San Joaquin Valley described as ‘most in need’ by Newsom, Fresno Unified sticks with its reopening plan

Local News

CENTRAL VALLEY, Calif. (KSEE) – Gov. Gavin Newsom announced Wednesday a $2 billion proposal to phase in in-person learning for students in early 2021.

The plan would prioritize those students in transitional kindergarten through second grade, English-language learners, foster youth, and students with special instructional needs to get them back into the classrooms as early as February.

Newsom said younger students face more challenges with virtual learning.

“The younger cohorts are particularly challenged in this environment and that’s why this is so important. That we move forward in a phased way. Prove that we can do this right,” Newsom said.

He said distance learning would still be an option for students and families.

The funding would go toward testing, contact tracing, and providing personal protective equipment for schools. Newsom said teachers would also be included in Phase 1B of vaccinations.

But among guidelines counties would have to meet is ensuring the case rate is below 28 daily cases per 100,000 people. According to the state, Fresno County is currently seeing 84.9 daily COVID-19 cases per 100,000 people.

Elementary schools would also have to submit a COVID-19 safety plan to both local and state officials. Local health departments can disapprove the plan within five days.

Currently, the San Joaquin Valley faces some of the highest rates of transmission in the state. It is unknown where the transmission rates will be in the early spring of next year.

“People are going to have to check in with their county health officers and the state Department of Public Health to determine, ‘Is it appropriate to move forward or not?’ That kind of consultation will be critical,” said Tony Thurmond, the state superintendent of public instruction.

In a statement, Fresno Unified Superintendent Bob Nelson said the district has worked hard on a collective plan that balances a safe return with the need to get schools normalized.

At this point, we are not deviating from that expressed plan as we review the new information released this morning.

Fresno Unified Superintendent Bob Nelson

That plan is to allow in-person learning once Fresno County reaches the orange tier of the blueprint reopening plan.

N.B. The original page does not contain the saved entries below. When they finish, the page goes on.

use std::sync::Arc;

use async_trait::async_trait;
use serde::{Deserialize, Serialize};
use thiserror::Error;
use tracing::instrument;

use crate::app_error::{AppError, AppResult};

/// Billing data for one customer code, normalized from whichever shape the
/// upstream webhook happened to answer with.
#[derive(Debug, Clone, PartialEq, Eq, Serialize, Deserialize)]
#[serde(rename_all = "camelCase")]
pub struct BillData {
    pub customer_code: String,
    pub customer_name: Option<String>,
    pub address: Option<String>,
    pub amount: i64,
    pub period: Option<String>,
    pub provider: Option<String>,
}

/// Failure kinds surfaced to callers of the lookup. `Upstream` carries the
/// human-readable message extracted from the provider's error envelope so the
/// UI can tell "customer code doesn't exist" apart from transport failures.
#[derive(Error, Debug, Clone, PartialEq, Eq)]
pub enum LookupError {
    #[error("Upstream lookup timed out")]
    Timeout,

    #[error("Could not reach upstream: {0}")]
    Connection(String),

    #[error("Could not parse upstream response: {0}")]
    Parse(String),

    #[error("Unrecognized upstream response: {0}")]
    InvalidResponse(String),

    #[error("Upstream error {code}: {message}")]
    Upstream { code: u16, message: String },
}

/// Upstream webhook seam. No retries here; retry policy belongs to callers.
#[async_trait]
pub trait BillLookupClient: Send + Sync {
    async fn lookup(&self, customer_code: &str, region: &str) -> Result<BillData, LookupError>;
}

#[derive(Clone)]
pub struct BillLookupUseCases {
    client: Arc<dyn BillLookupClient>,
}

impl BillLookupUseCases {
    pub fn new(client: Arc<dyn BillLookupClient>) -> Self {
        Self { client }
    }

    #[instrument(skip(self))]
    pub async fn lookup(&self, customer_code: &str, region: &str) -> AppResult<BillData> {
        let code = customer_code.trim();
        if code.is_empty() {
            return Err(AppError::InvalidInput("Customer code must not be empty".into()));
        }
        Ok(self.client.lookup(code, region).await?)
    }
}
use dotenvy::dotenv;
use tracing::info;

use cardcycle::infra::{
    app::create_app,
    setup::{init_app_state, init_tracing},
};

#[tokio::main]
async fn main() -> anyhow::Result<()> {
    dotenv().ok();
    init_tracing();

    let app_state = init_app_state().await?;

    // Read bind address from config before moving app_state
    let bind_addr = app_state.config.bind_addr.clone();

    let app = create_app(app_state);

    let listener = tokio::net::TcpListener::bind(&bind_addr).await?;

    info!("Backend listening at {}", &listener.local_addr()?);

    axum::serve(listener, app).await?;

    Ok(())
}
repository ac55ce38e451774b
pub mod app_error;
pub mod use_cases;
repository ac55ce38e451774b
pub mod bill;
pub mod card;

use axum::Router;

use crate::adapters::http::app_state::AppState;

pub fn router() -> Router<AppState> {
    Router::new().merge(card::router()).merge(bill::router())
}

In a statement on Facebook, the Fresno Teachers Association said it has worked to develop a reopening plan that balances the health and academic needs of students, educators, and the community.

We, along with Fresno Unified School District leadership, remain committed to the implementation of that plan in the Spring semester.

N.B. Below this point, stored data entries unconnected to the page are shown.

use std::sync::Arc;

use async_trait::async_trait;
use chrono::NaiveDateTime;
use tracing::instrument;
use uuid::Uuid;

use crate::{
    app_error::{AppError, AppResult},
    domain::{
        cycle::{calculate_status, cycle_month_tag},
        entities::card::{CardStatus, CreditCard, NewCard},
    },
};

/// Fields the rollover committer writes back, always in one single-row
/// update (`updated_at` included).
#[derive(Debug, Clone)]
pub struct CycleStateUpdate {
    pub status: CardStatus,
    pub current_cycle_month: Option<String>,
    pub cycle_payment_count: i32,
    pub total_cycles: i32,
    pub last_payment_date: Option<NaiveDateTime>,
    pub updated_at: NaiveDateTime,
}

#[async_trait]
pub trait CardRepo: Send + Sync {
    async fn insert_card(&self, card: &CreditCard) -> AppResult<()>;
    async fn find_card(&self, card_id: Uuid) -> AppResult<Option<CreditCard>>;
    async fn list_cards(&self) -> AppResult<Vec<CreditCard>>;
    /// Must be a single-row write; per-row atomicity is all the committer
    /// relies on.
    async fn save_cycle_state(&self, card_id: Uuid, update: &CycleStateUpdate) -> AppResult<()>;
}

/// Cycle rollover committer. Every read and every đáo payment funnels
/// through [`Self::commit`], which detects month-tag changes, keeps the
/// cycle counters, and refreshes the cached status in one write.
#[derive(Clone)]
pub struct CardCycleUseCases {
    repo: Arc<dyn CardRepo>,
}

impl CardCycleUseCases {
    pub fn new(repo: Arc<dyn CardRepo>) -> Self {
        Self { repo }
    }

    #[instrument(skip(self, new))]
    pub async fn register_card(&self, new: NewCard, now: NaiveDateTime) -> AppResult<CreditCard> {
        validate_day_of_month("statementDate", new.statement_date)?;
        validate_day_of_month("paymentDueDate", new.payment_due_date)?;
        if new.credit_limit < 0 {
            return Err(AppError::InvalidInput("creditLimit must not be negative".into()));
        }

        let card = CreditCard {
            id: Uuid::new_v4(),
            customer_id: new.customer_id,
            statement_date: new.statement_date,
            payment_due_date: new.payment_due_date,
            credit_limit: new.credit_limit,
            status: CardStatus::NotDue,
            // Seeding the tag at creation means the first read in the same
            // month is not mistaken for a cycle transition.
            current_cycle_month: Some(cycle_month_tag(now.date())),
            last_payment_date: None,
            cycle_payment_count: 0,
            total_cycles: 0,
            created_at: now,
            updated_at: now,
        };
        self.repo.insert_card(&card).await?;
        Ok(card)
    }

    /// Read path: load, roll the cycle forward if a month boundary was
    /// crossed since the last write, refresh the cached status, persist.
    #[instrument(skip(self))]
    pub async fn get_card(&self, card_id: Uuid, now: NaiveDateTime) -> AppResult<CreditCard> {
        let card = self.repo.find_card(card_id).await?.ok_or(AppError::NotFound)?;
        self.commit(card, now, false).await
    }

    #[instrument(skip(self))]
    pub async fn list_cards(&self, now: NaiveDateTime) -> AppResult<Vec<CreditCard>> {
        let cards = self.repo.list_cards().await?;
        let mut refreshed = Vec::with_capacity(cards.len());
        for card in cards {
            refreshed.push(self.commit(card, now, false).await?);
        }
        Ok(refreshed)
    }

    /// Đáo payment path. The transaction ledger entry is written by the
    /// payment collaborator before this is called; here only the cycle
    /// bookkeeping advances.
    #[instrument(skip(self))]
    pub async fn record_payment(&self, card_id: Uuid, now: NaiveDateTime) -> AppResult<CreditCard> {
        let card = self.repo.find_card(card_id).await?.ok_or(AppError::NotFound)?;
        self.commit(card, now, true).await
    }

    async fn commit(
        &self,
        mut card: CreditCard,
        now: NaiveDateTime,
        payment: bool,
    ) -> AppResult<CreditCard> {
        ensure_stored_day("statement_date", card.statement_date)?;
        ensure_stored_day("payment_due_date", card.payment_due_date)?;

        if payment {
            // Payment applies before the rollover check so repeated payments
            // within one cycle accumulate. A payment landing in the same call
            // that detects a month change is absorbed by the reset below;
            // that ordering is part of the ledger rules.
            card.cycle_payment_count += 1;
            card.last_payment_date = Some(now);
        }

        let this_cycle = cycle_month_tag(now.date());
        if card.current_cycle_month.as_deref() != Some(this_cycle.as_str()) {
            // A first-ever write has no previous tag and must not treat the
            // absent field as a transition.
            if card.current_cycle_month.is_some() {
                card.last_payment_date = None;
            }
            card.current_cycle_month = Some(this_cycle);
            card.cycle_payment_count = 0;
            card.total_cycles += 1;
        }

        card.status = calculate_status(&card, now);
        card.updated_at = now;

        let update = CycleStateUpdate {
            status: card.status,
            current_cycle_month: card.current_cycle_month.clone(),
            cycle_payment_count: card.cycle_payment_count,
            total_cycles: card.total_cycles,
            last_payment_date: card.last_payment_date,
            updated_at: card.updated_at,
        };
        // Read-modify-write without a lock: two concurrent payments on the
        // same card can race between load and write, and the whole row goes
        // to the last writer. Accepted; the store only guarantees per-row
        // atomicity.
        self.repo.save_cycle_state(card.id, &update).await?;

        Ok(card)
    }
}

fn validate_day_of_month(field: &str, day: i16) -> AppResult<()> {
    if (1..=31).contains(&day) {
        Ok(())
    } else {
        Err(AppError::InvalidInput(format!(
            "{} must be a day of month between 1 and 31, got {}",
            field, day
        )))
    }
}

fn ensure_stored_day(column: &str, day: i16) -> AppResult<()> {
    if (1..=31).contains(&day) {
        Ok(())
    } else {
        Err(AppError::InvalidState(format!(
            "stored {} out of range: {}",
            column, day
        )))
    }
}

#[cfg(test)]
mod tests {
    use chrono::NaiveDate;

    use super::*;
    use crate::test_utils::{InMemoryCardRepo, create_test_card};

    fn dt(year: i32, month: u32, day: u32, hour: u32) -> NaiveDateTime {
        NaiveDate::from_ymd_opt(year, month, day)
            .unwrap()
            .and_hms_opt(hour, 0, 0)
            .unwrap()
    }

    fn use_cases(cards: Vec<CreditCard>) -> (Arc<InMemoryCardRepo>, CardCycleUseCases) {
        let repo = Arc::new(InMemoryCardRepo::with_cards(cards));
        let use_cases = CardCycleUseCases::new(repo.clone());
        (repo, use_cases)
    }

    #[tokio::test]
    async fn register_seeds_the_current_cycle() {
        let (repo, use_cases) = use_cases(vec![]);
        let now = dt(2024, 12, 2, 9);
        let new = NewCard {
            customer_id: Uuid::new_v4(),
            statement_date: 15,
            payment_due_date: 10,
            credit_limit: 50_000_000,
        };

        let card = use_cases.register_card(new, now).await.unwrap();

        assert_eq!(card.status, CardStatus::NotDue);
        assert_eq!(card.current_cycle_month.as_deref(), Some("12/2024"));
        assert_eq!(card.cycle_payment_count, 0);
        assert_eq!(card.total_cycles, 0);
        assert!(repo.get(card.id).is_some());
    }

    #[tokio::test]
    async fn register_rejects_out_of_range_days() {
        let (_, use_cases) = use_cases(vec![]);
        let new = NewCard {
            customer_id: Uuid::new_v4(),
            statement_date: 0,
            payment_due_date: 10,
            credit_limit: 0,
        };
        let err = use_cases.register_card(new, dt(2024, 12, 2, 9)).await.unwrap_err();
        assert!(matches!(err, AppError::InvalidInput(_)));
    }

    #[tokio::test]
    async fn missing_card_is_not_found() {
        let (_, use_cases) = use_cases(vec![]);
        let err = use_cases.get_card(Uuid::new_v4(), dt(2024, 12, 2, 9)).await.unwrap_err();
        assert!(matches!(err, AppError::NotFound));
    }

    #[tokio::test]
    async fn read_commit_is_idempotent_within_a_cycle() {
        let card = create_test_card(|card| {
            card.current_cycle_month = Some("12/2024".to_string());
            card.cycle_payment_count = 1;
            card.total_cycles = 4;
            card.last_payment_date = Some(dt(2024, 12, 1, 8));
        });
        let id = card.id;
        let (repo, use_cases) = use_cases(vec![card]);

        let first = use_cases.get_card(id, dt(2024, 12, 5, 9)).await.unwrap();
        let second = use_cases.get_card(id, dt(2024, 12, 5, 9)).await.unwrap();

        assert_eq!(first.cycle_payment_count, 1);
        assert_eq!(second.cycle_payment_count, 1);
        assert_eq!(second.total_cycles, 4);
        assert_eq!(repo.get(id).unwrap().total_cycles, 4);
    }

    #[tokio::test]
    async fn crossing_a_cycle_boundary_increments_total_cycles_once() {
        // Statement day 5; the card last committed in November.
        let card = create_test_card(|card| {
            card.statement_date = 5;
            card.current_cycle_month = Some("11/2024".to_string());
            card.cycle_payment_count = 2;
            card.total_cycles = 7;
            card.last_payment_date = Some(dt(2024, 11, 12, 8));
        });
        let id = card.id;
        let (repo, use_cases) = use_cases(vec![card]);

        let rolled = use_cases.get_card(id, dt(2024, 12, 4, 9)).await.unwrap();
        assert_eq!(rolled.total_cycles, 8);
        assert_eq!(rolled.cycle_payment_count, 0);
        assert_eq!(rolled.last_payment_date, None);
        assert_eq!(rolled.current_cycle_month.as_deref(), Some("12/2024"));

        // Two days later, past the statement day: same month tag, no second
        // increment.
        let again = use_cases.get_card(id, dt(2024, 12, 6, 9)).await.unwrap();
        assert_eq!(again.total_cycles, 8);
        assert_eq!(repo.get(id).unwrap().total_cycles, 8);
    }

    #[tokio::test]
    async fn payment_clears_need_payment_at_the_same_instant() {
        let now = dt(2024, 12, 5, 14);
        let card = create_test_card(|card| {
            card.statement_date = 25;
            card.payment_due_date = 10;
            card.current_cycle_month = Some("12/2024".to_string());
        });
        let id = card.id;
        let (_, use_cases) = use_cases(vec![card]);

        let before = use_cases.get_card(id, now).await.unwrap();
        assert_eq!(before.status, CardStatus::NeedPayment);

        let paid = use_cases.record_payment(id, now).await.unwrap();
        assert_eq!(paid.status, CardStatus::PaidOff);
        assert_eq!(paid.cycle_payment_count, 1);
        assert_eq!(paid.last_payment_date, Some(now));
    }

    #[tokio::test]
    async fn payment_clears_overdue_too() {
        // Statement 25 / due 10: Dec 12 is inside the grace window.
        let now = dt(2024, 12, 12, 10);
        let card = create_test_card(|card| {
            card.statement_date = 25;
            card.payment_due_date = 10;
            card.current_cycle_month = Some("12/2024".to_string());
        });
        let id = card.id;
        let (_, use_cases) = use_cases(vec![card]);

        assert_eq!(use_cases.get_card(id, now).await.unwrap().status, CardStatus::Overdue);
        let paid = use_cases.record_payment(id, now).await.unwrap();
        assert_eq!(paid.status, CardStatus::PaidOff);
    }

    #[tokio::test]
    async fn multiple_payments_accumulate_within_one_cycle() {
        let card = create_test_card(|card| {
            card.statement_date = 25;
            card.payment_due_date = 10;
            card.current_cycle_month = Some("12/2024".to_string());
            card.total_cycles = 3;
        });
        let id = card.id;
        let (repo, use_cases) = use_cases(vec![card]);

        use_cases.record_payment(id, dt(2024, 12, 3, 9)).await.unwrap();
        let second = use_cases.record_payment(id, dt(2024, 12, 8, 9)).await.unwrap();

        assert_eq!(second.cycle_payment_count, 2);
        assert_eq!(second.total_cycles, 3);
        assert_eq!(second.status, CardStatus::PaidOff);
        assert_eq!(repo.get(id).unwrap().cycle_payment_count, 2);
    }

    #[tokio::test]
    async fn first_ever_commit_does_not_clear_an_absent_payment_marker() {
        // Legacy rows imported without a cycle tag: the first write adopts
        // the current month but must not treat the absence as a transition
        // that wipes the payment marker.
        let old_payment = dt(2024, 12, 1, 8);
        let card = create_test_card(|card| {
            card.current_cycle_month = None;
            card.last_payment_date = Some(old_payment);
            card.total_cycles = 0;
        });
        let id = card.id;
        let (_, use_cases) = use_cases(vec![card]);

        let committed = use_cases.get_card(id, dt(2024, 12, 5, 9)).await.unwrap();
        assert_eq!(committed.current_cycle_month.as_deref(), Some("12/2024"));
        assert_eq!(committed.last_payment_date, Some(old_payment));
        assert_eq!(committed.total_cycles, 1);
    }

    #[tokio::test]
    async fn corrupt_stored_days_report_invalid_state() {
        let card = create_test_card(|card| card.statement_date = 42);
        let id = card.id;
        let (_, use_cases) = use_cases(vec![card]);

        let err = use_cases.get_card(id, dt(2024, 12, 5, 9)).await.unwrap_err();
        assert!(matches!(err, AppError::InvalidState(_)));
    }

    #[tokio::test]
    async fn list_refreshes_every_card() {
        let stale = create_test_card(|card| {
            card.current_cycle_month = Some("10/2024".to_string());
            card.total_cycles = 1;
        });
        let fresh = create_test_card(|card| {
            card.current_cycle_month = Some("12/2024".to_string());
            card.total_cycles = 5;
        });
        let (_, use_cases) = use_cases(vec![stale.clone(), fresh.clone()]);

        let listed = use_cases.list_cards(dt(2024, 12, 5, 9)).await.unwrap();
        assert_eq!(listed.len(), 2);
        for card in listed {
            assert_eq!(card.current_cycle_month.as_deref(), Some("12/2024"));
            if card.id == stale.id {
                assert_eq!(card.total_cycles, 2);
            } else {
                assert_eq!(card.total_cycles, 5);
            }
        }
    }
}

Fresno Teachers Association

In Fresno County, hospitals remain overcapacity while they prepare for what could be another surge following the holidays.

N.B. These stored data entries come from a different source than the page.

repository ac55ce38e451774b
use thiserror::Error;

use crate::use_cases::bill_lookup::LookupError;

#[derive(Error, Debug)]
pub enum AppError {
    #[error("Database error: {0}")]
    Database(String),

    #[error("Not found")]
    NotFound,

    #[error("Invalid input: {0}")]
    InvalidInput(String),

    /// Stored data the cycle engine cannot act on, e.g. a day-of-month field
    /// outside 1–31. Should be unreachable through the write paths.
    #[error("Invalid state: {0}")]
    InvalidState(String),

    #[error(transparent)]
    Lookup(#[from] LookupError),

    #[error("Internal error: {0}")]
    Internal(String),
}

pub type AppResult<T> = Result<T, AppError>;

“San Joaquin remains from a staffing perspective the most in need. It’s the area of the state, this region broadly defined, that’s most in need,” Newsom said Wednesday. “We are trying our best to supplement through state staff.”

California Health and Human Services Secretary Dr. Mark Ghaly said he anticipates that hospitals in the San Joaquin Valley region will continue to see COVID-19 patients being admitted into the ICU.

“Those hospitals are in a tough spot at the moment. We’re addressing their staffing needs, but we also anticipate because of the disproportionately high relative to the rest of the state transmission rates that the region still is seeing that they will continue to have additional patients coming to the emergency departments.”

Approximately 20 medical personnel with the Department of Defense arrived at Community Regional Medical Center on Tuesday to help alleviate some of the pressure from the hospital. The team is made up of nurses, doctors, and respiratory technicians that will be staffing ICU beds.

But healthcare workers say the best thing the community can do is whatever they can to avoid getting – and transmitting – COVID-19.

“So that we don’t run into a situation where we’re totally overrun with patients needing resources that we just don’t have,” said Dr. W. Eugene Egerton, the chief medical officer at Saint Agnes Medical Center.